As a person, you are judged. Regardless of where you take or make your stand on any spectrum, if you’re alive, you will be judged, try as you might to avoid it. You’re judged when you’re too straightforward and judged when you’re too vague. You’re judged if you stand up for yourself but you’re also judged if you simply let someone take advantage of you. You’re judged for taking yourself too seriously and judged for not taking yourself seriously enough. You’re judged if you’re too fat or too thin, too well-groomed or too unkempt. You’re judged for what you appear to be.

What about what goes unseen?


I don’t mean the stuff that happens behind closed doors but rather the deeply-rooted cluster of pain inside a person that spills over into their waking life. Does it appear as it is? A molten, stinking mass of unresolved issues and barbed despair? Or does it look like random sick-days due to mental exhaustion? Or a binge session on a Tuesday to escape suicide? Maybe it looks like an empty shell, a vessel without a captain, someone who tunes in and out of a conversation without meaning to. Maybe it’s posing as a bubbly and vibrant presence, polite and pleasant and holding it together, only to fall apart catastrophically when finally in a safe space.


Where have all the safe spaces gone?


‘Why the fuck do you need a safe space, you pansy?’ boom the voices at the back. ‘No one ever mentioned a safe space back in my day.’


Is it possible that a lack of such a space is what bred generations—an entire culture—of misguided social expectations, which led to an overwhelming proportion of the population being riddled with anxiety, laden with trauma, and filled with a sense of self-loathing that many traditional so-called ‘values’ only serve to perpetuate?


Is it possible we’d need less of a safe space if we’re allowed to be who and what we are without so MUCH intense pressure? Is it possible that the pressure that fuels change and innovation for some is the same pressure that overburdens the so-called weaker members of society? Maybe innovation can show up in other ways for other people? Is it too much to comprehend that we don’t all need the madness of competition to drive us to great things? That perhaps, stability and routine and sameness and simple peace and quiet and privacy are just as effective when it comes to productivity or creativity.


Maybe peace and madness looks a little different for all of us. If we’re not hurting anyone, why should our methods and choices be any less significant? If we are hurting someone, we should be removed from the situation. In all cases, we should be assessed for the right support and course of action. We should not be burnt at the stake without trial. We should not be penalised on assumption alone. We should not hear only one-sided testimonies. We should certainly not lose our autonomy or have our entire identity dismantled and rebuilt according to someone else’s instruction.


Do we not all matter? Are we not all human? Are we fucking accepting diversity or are we not?


No human is better than another; conditions are what shapes us and if those conditions were not desirable in early years, we spend the rest of our lives trying to reshape ourselves, all the while standing miserably in a mould that doesn’t fit, all the while listening to the messages the world sends us about how misshapen we are, all the while being expected to fit the new moulds they hand out—and be thankful while we’re at it.


Does anyone care if we don’t fit the mould? Does it matter?


When we are called inappropriate to a degree that it changes us internally, we become different versions of ourselves.
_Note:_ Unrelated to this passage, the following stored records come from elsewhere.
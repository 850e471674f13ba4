use std::fs;
use std::path::{Path, PathBuf};
use std::process::Command;
use tempfile::TempDir;

fn feeds_binary() -> PathBuf {
    let mut path = std::env::current_exe().unwrap();
    path.pop(); // remove test binary name
    path.pop(); // remove deps/
    path.push("feeds");
    path
}

fn setup_test_env() -> (TempDir, PathBuf) {
    let tmp = TempDir::new().unwrap();
    let root = tmp.path().to_path_buf();

    let config_dir = root.join("config");
    fs::create_dir_all(&config_dir).unwrap();

    let config_content = format!(
        r#"[db]
path = "{}/data/feeds.sqlite"

[embedding]
provider = "mock"
dims = 64

[versioning]
similarity_threshold = 0.95
"#,
        root.display()
    );

    let config_path = config_dir.join("feeds.toml");
    fs::write(&config_path, config_content).unwrap();

    (tmp, config_path)
}

fn run_feeds(config_path: &Path, args: &[&str]) -> (String, String, bool) {
    let binary = feeds_binary();
    let output = Command::new(&binary)
        .arg("--config")
        .arg(config_path.to_str().unwrap())
        .args(args)
        .output()
        .unwrap_or_else(|e| panic!("Failed to run feeds binary at {:?}: {}", binary, e));

    let stdout = String::from_utf8_lossy(&output.stdout).to_string();
    let stderr = String::from_utf8_lossy(&output.stderr).to_string();
    let success = output.status.success();
    (stdout, stderr, success)
}

/// Ingest a text document and return its id (parsed from the report).
fn ingest_text(config_path: &Path, name: &str, content: &str) -> String {
    let (stdout, stderr, success) = run_feeds(
        config_path,
        &["ingest", "text", name, content, "--owner", "user-1"],
    );
    assert!(success, "ingest failed: stdout={}, stderr={}", stdout, stderr);
    stdout
        .lines()
        .find_map(|l| l.trim().strip_prefix("document: "))
        .expect("report should include the document id")
        .to_string()
}

#[test]
fn test_init_creates_database() {
    let (_tmp, config_path) = setup_test_env();

    let (stdout, stderr, success) = run_feeds(&config_path, &["init"]);
    assert!(success, "init failed: stdout={}, stderr={}", stdout, stderr);
    assert!(stdout.contains("initialized"));
}

#[test]
fn test_init_idempotent() {
    let (_tmp, config_path) = setup_test_env();

    let (_, _, success1) = run_feeds(&config_path, &["init"]);
    assert!(success1, "First init failed");

    let (_, _, success2) = run_feeds(&config_path, &["init"]);
    assert!(success2, "Second init failed (not idempotent)");
}

#[test]
fn test_ingest_and_list() {
    let (_tmp, config_path) = setup_test_env();
    run_feeds(&config_path, &["init"]);

    let id = ingest_text(
        &config_path,
        "notes-1",
        "Contact john@example.com for the Q3 report",
    );

    let (stdout, _, success) = run_feeds(&config_path, &["list", "--owner", "user-1"]);
    assert!(success);
    assert!(stdout.contains(&id));
    assert!(stdout.contains("notes-1"));
    assert!(stdout.contains("v1"));
}

#[test]
fn test_resubmission_is_skipped() {
    let (_tmp, config_path) = setup_test_env();
    run_feeds(&config_path, &["init"]);

    let text = "Contact john@example.com for the Q3 report";
    ingest_text(&config_path, "notes-1", text);

    let (stdout, _, success) = run_feeds(
        &config_path,
        &["ingest", "text", "notes-1", text, "--owner", "user-1"],
    );
    assert!(success);
    assert!(stdout.contains("skipped"));
    assert!(stdout.contains("version: 1"));
}

#[test]
fn test_changed_content_bumps_version() {
    let (_tmp, config_path) = setup_test_env();
    run_feeds(&config_path, &["init"]);

    let id = ingest_text(&config_path, "notes-1", "original body text here");
    let (stdout, _, _) = run_feeds(
        &config_path,
        &[
            "ingest",
            "text",
            "notes-1",
            "a completely different body now",
            "--owner",
            "user-1",
        ],
    );
    assert!(stdout.contains("status: updated"));
    assert!(stdout.contains("version: 2"));

    let (stdout, _, success) =
        run_feeds(&config_path, &["versions", &id, "--owner", "user-1"]);
    assert!(success);
    assert!(stdout.contains("v1"));
}

#[test]
fn test_show_prints_content_and_metadata() {
    let (_tmp, config_path) = setup_test_env();
    run_feeds(&config_path, &["init"]);

    let id = ingest_text(&config_path, "notes-1", "Reach me at a@b.co");

    let (stdout, _, success) = run_feeds(&config_path, &["show", &id, "--owner", "user-1"]);
    assert!(success);
    assert!(stdout.contains("Reach me at a@b.co"));
    assert!(stdout.contains("direct"));
    assert!(stdout.contains("char_count"));
}

#[test]
fn test_delete_restore_and_audit() {
    let (_tmp, config_path) = setup_test_env();
    run_feeds(&config_path, &["init"]);

    let id = ingest_text(&config_path, "notes-1", "body to delete");

    let (stdout, _, success) = run_feeds(
        &config_path,
        &["delete", &id, "--owner", "user-1", "--reason", "cleanup"],
    );
    assert!(success, "delete failed: {}", stdout);

    // Gone from the default listing, present in --deleted.
    let (stdout, _, _) = run_feeds(&config_path, &["list", "--owner", "user-1"]);
    assert!(stdout.contains("No documents."));
    let (stdout, _, _) = run_feeds(&config_path, &["list", "--owner", "user-1", "--deleted"]);
    assert!(stdout.contains(&id));

    // One audit entry with the reason.
    let (stdout, _, success) = run_feeds(&config_path, &["audit", "--document", &id]);
    assert!(success);
    assert!(stdout.contains("cleanup"));

    let (stdout, _, success) = run_feeds(&config_path, &["restore", &id, "--owner", "user-1"]);
    assert!(success, "restore failed: {}", stdout);

    let (stdout, _, _) = run_feeds(&config_path, &["list", "--owner", "user-1"]);
    assert!(stdout.contains(&id));
}

#[test]
fn test_search_finds_similar_document() {
    let (_tmp, config_path) = setup_test_env();
    run_feeds(&config_path, &["init"]);

    let id = ingest_text(&config_path, "runbook", "deployment runbook for the cluster");
    ingest_text(&config_path, "budget", "quarterly budget planning notes");

    let (stdout, _, success) = run_feeds(
        &config_path,
        &[
            "search",
            "deployment runbook for the cluster",
            "--owner",
            "user-1",
            "--limit",
            "1",
        ],
    );
    assert!(success);
    assert!(stdout.contains(&id), "expected {} in:\n{}", id, stdout);
}

#[test]
fn test_ingest_csv_file() {
    let (tmp, config_path) = setup_test_env();
    run_feeds(&config_path, &["init"]);

    let csv_path = tmp.path().join("contacts.csv");
    fs::write(&csv_path, "name,email\nAda,ada@example.com\n").unwrap();

    let (stdout, stderr, success) = run_feeds(
        &config_path,
        &[
            "ingest",
            "file",
            csv_path.to_str().unwrap(),
            "--owner",
            "user-1",
        ],
    );
    assert!(success, "ingest failed: stdout={}, stderr={}", stdout, stderr);
    assert!(stdout.contains("status: created"));
    assert!(stdout.contains("concepts: 1"));
}

#[test]
fn test_unsupported_extension_rejected() {
    let (tmp, config_path) = setup_test_env();
    run_feeds(&config_path, &["init"]);

    let path = tmp.path().join("report.pdf");
    fs::write(&path, b"%PDF-1.4").unwrap();

    let (stdout, stderr, success) = run_feeds(
        &config_path,
        &[
            "ingest",
            "file",
            path.to_str().unwrap(),
            "--owner",
            "user-1",
        ],
    );
    assert!(!success, "expected failure, got: {}", stdout);
    assert!(
        stderr.contains("unsupported source kind"),
        "stderr was: {}",
        stderr
    );
}
//! Core data models for the ingestion, versioning, and retrieval pipeline.
//!
//! These types represent documents, version snapshots, extracted concepts,
//! and audit records as they flow between the extractor, the embedding
//! adapter, and the repository.

use std::collections::BTreeMap;

use serde::{Deserialize, Serialize};

use crate::error::FeedError;

/// Accepted source kinds. Anything else is rejected at the boundary.
#[derive(Debug, Clone, Copy, PartialEq, Eq, Serialize, Deserialize)]
#[serde(rename_all = "snake_case")]
pub enum SourceKind {
    /// Plain text file (encoding detected at extraction time).
    Plain,
    /// Delimited tabular text (CSV/TSV).
    Tabular,
    /// XLSX spreadsheet.
    Spreadsheet,
    /// Text submitted directly, no file involved.
    Direct,
}

impl SourceKind {
    pub fn as_str(&self) -> &'static str {
        match self {
            SourceKind::Plain => "plain",
            SourceKind::Tabular => "tabular",
            SourceKind::Spreadsheet => "spreadsheet",
            SourceKind::Direct => "direct",
        }
    }

    pub fn parse(s: &str) -> Result<Self, FeedError> {
        match s {
            "plain" => Ok(SourceKind::Plain),
            "tabular" => Ok(SourceKind::Tabular),
            "spreadsheet" => Ok(SourceKind::Spreadsheet),
            "direct" => Ok(SourceKind::Direct),
            other => Err(FeedError::UnsupportedKind(other.to_string())),
        }
    }

    /// Infer a kind from a file extension. Unknown extensions are an
    /// explicit rejection, never a best-effort parse.
    pub fn from_extension(ext: &str) -> Result<Self, FeedError> {
        match ext.to_ascii_lowercase().as_str() {
            "txt" | "text" | "md" | "log" => Ok(SourceKind::Plain),
            "csv" | "tsv" => Ok(SourceKind::Tabular),
            "xlsx" => Ok(SourceKind::Spreadsheet),
            other => Err(FeedError::UnsupportedKind(format!(".{}", other))),
        }
    }
}

/// Structural metadata recorded by the content extractor, one shape per
/// source kind. Serialized as tagged JSON so consumers can validate shape
/// instead of assuming it.
#[derive(Debug, Clone, PartialEq, Serialize, Deserialize)]
#[serde(tag = "shape", rename_all = "snake_case")]
pub enum StructuralMetadata {
    PlainText {
        encoding: String,
        line_count: usize,
    },
    Tabular {
        columns: Vec<String>,
        row_count: usize,
    },
    Spreadsheet {
        sheet_count: usize,
        row_count: usize,
        cell_count: usize,
    },
    Direct {
        char_count: usize,
    },
}

/// Output of the content extractor: canonical text plus structure.
#[derive(Debug, Clone)]
pub struct Extracted {
    pub text: String,
    pub metadata: StructuralMetadata,
}

/// Kind of an extracted concept.
#[derive(Debug, Clone, Copy, PartialEq, Eq, PartialOrd, Ord, Serialize, Deserialize)]
#[serde(rename_all = "snake_case")]
pub enum ConceptKind {
    Email,
    Phone,
    DocumentRef,
    Name,
    Phrase,
}

impl ConceptKind {
    pub fn as_str(&self) -> &'static str {
        match self {
            ConceptKind::Email => "email",
            ConceptKind::Phone => "phone",
            ConceptKind::DocumentRef => "document_ref",
            ConceptKind::Name => "name",
            ConceptKind::Phrase => "phrase",
        }
    }
}

/// One extracted entity. Deterministic matchers carry confidence 1.0,
/// heuristics less.
#[derive(Debug, Clone, PartialEq)]
pub struct ConceptEntry {
    pub kind: ConceptKind,
    pub value: String,
    pub confidence: f64,
}

/// Derived concept key → location references. Keys are stable hashes of
/// kind + value + document identity; locations are `{document_id}_{kind}`
/// references consulted by downstream retrieval.
pub type ConceptMap = BTreeMap<String, Vec<String>>;

/// Current state of a document as stored in the repository.
#[derive(Debug, Clone)]
pub struct Document {
    pub id: String,
    pub owner_id: String,
    pub name: String,
    pub description: Option<String>,
    pub source_kind: SourceKind,
    pub raw_size: i64,
    pub processed_text: String,
    pub original_text: String,
    pub metadata: StructuralMetadata,
    pub concept_map: ConceptMap,
    pub embedding: Option<Vec<f32>>,
    pub previous_embedding: Option<Vec<f32>>,
    pub embedding_model: Option<String>,
    pub version: i64,
    pub deleted: bool,
    pub deleted_at: Option<i64>,
    pub deleted_by: Option<String>,
    pub created_at: i64,
    pub updated_at: i64,
}

/// Listing row: enough to display without loading content.
#[derive(Debug, Clone)]
pub struct DocumentSummary {
    pub id: String,
    pub name: String,
    pub source_kind: SourceKind,
    pub raw_size: i64,
    pub version: i64,
    pub deleted: bool,
    pub updated_at: i64,
}

/// Immutable snapshot of a document's prior state, written exactly once
/// when a new version supersedes it.
#[derive(Debug, Clone)]
pub struct DocumentVersion {
    pub document_id: String,
    pub version: i64,
    pub processed_text: String,
    pub embedding: Option<Vec<f32>>,
    pub metadata: StructuralMetadata,
    pub concept_map: ConceptMap,
    pub created_at: i64,
    pub created_by: String,
}

/// Listing row for version history.
#[derive(Debug, Clone)]
pub struct VersionSummary {
    pub version: i64,
    pub created_at: i64,
    pub created_by: String,
    pub has_embedding: bool,
}

/// Append-only audit record written on every soft deletion.
#[derive(Debug, Clone)]
pub struct DeletionLogEntry {
    pub id: String,
    pub document_id: Option<String>,
    pub name: String,
    pub source_kind: SourceKind,
    pub raw_size: i64,
    pub concept_map: ConceptMap,
    pub actor: String,
    pub reason: Option<String>,
    pub created_at: i64,
}

/// How an ingestion call resolved.
#[derive(Debug, Clone, Copy, PartialEq, Eq)]
pub enum IngestStatus {
    /// First ingestion under this identity; version 1 committed.
    Created,
    /// Content materially changed; a new version was committed.
    Updated,
    /// Content within the similarity threshold of the stored version;
    /// reprocessing was skipped and nothing was written.
    SkippedUnchanged,
}

impl IngestStatus {
    pub fn as_str(&self) -> &'static str {
        match self {
            IngestStatus::Created => "created",
            IngestStatus::Updated => "updated",
            IngestStatus::SkippedUnchanged => "skipped — unchanged",
        }
    }
}

/// Result of a successful ingestion. `embedded == false` flags a degraded
/// ingestion: the document is stored but has no semantic index until it is
/// reprocessed.
#[derive(Debug, Clone)]
pub struct IngestReport {
    pub document_id: String,
    pub version: i64,
    pub status: IngestStatus,
    pub embedded: bool,
    pub concept_count: usize,
}

/// A ranked semantic search hit.
#[derive(Debug, Clone)]
pub struct SearchHit {
    pub document_id: String,
    pub name: String,
    pub score: f32,
}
Not all of those versions are better. Not all of those voices claiming improper behaviour are correct. Not every opinion counts or holds merit. When we take onboard the advice and feedback of others without paying attention to who we are as a person, we can become so internally disfigured, so unnaturally modified from our true self that we begin to fracture. We split and splinter and unravel; we follow different threads of ourselves: one for our parents, and one for work, one for going out, and one for going out out (which is really only possible with social lubricant and lots of it), one for the quiet group of friends and one for the rowdy group of friends and one for the group of friends who wholly ‘get’ us, one for our partner and one for our child and one for the person on the other end of the phone who has you pacing the floor like a warden, and somehow, in the midst of all these loose threads, there’s that last little knot, holding it all together, but incapable of weaving the threads into something whole, something worth looking at, something worth having… or at least, that’s the truth I’ve accepted.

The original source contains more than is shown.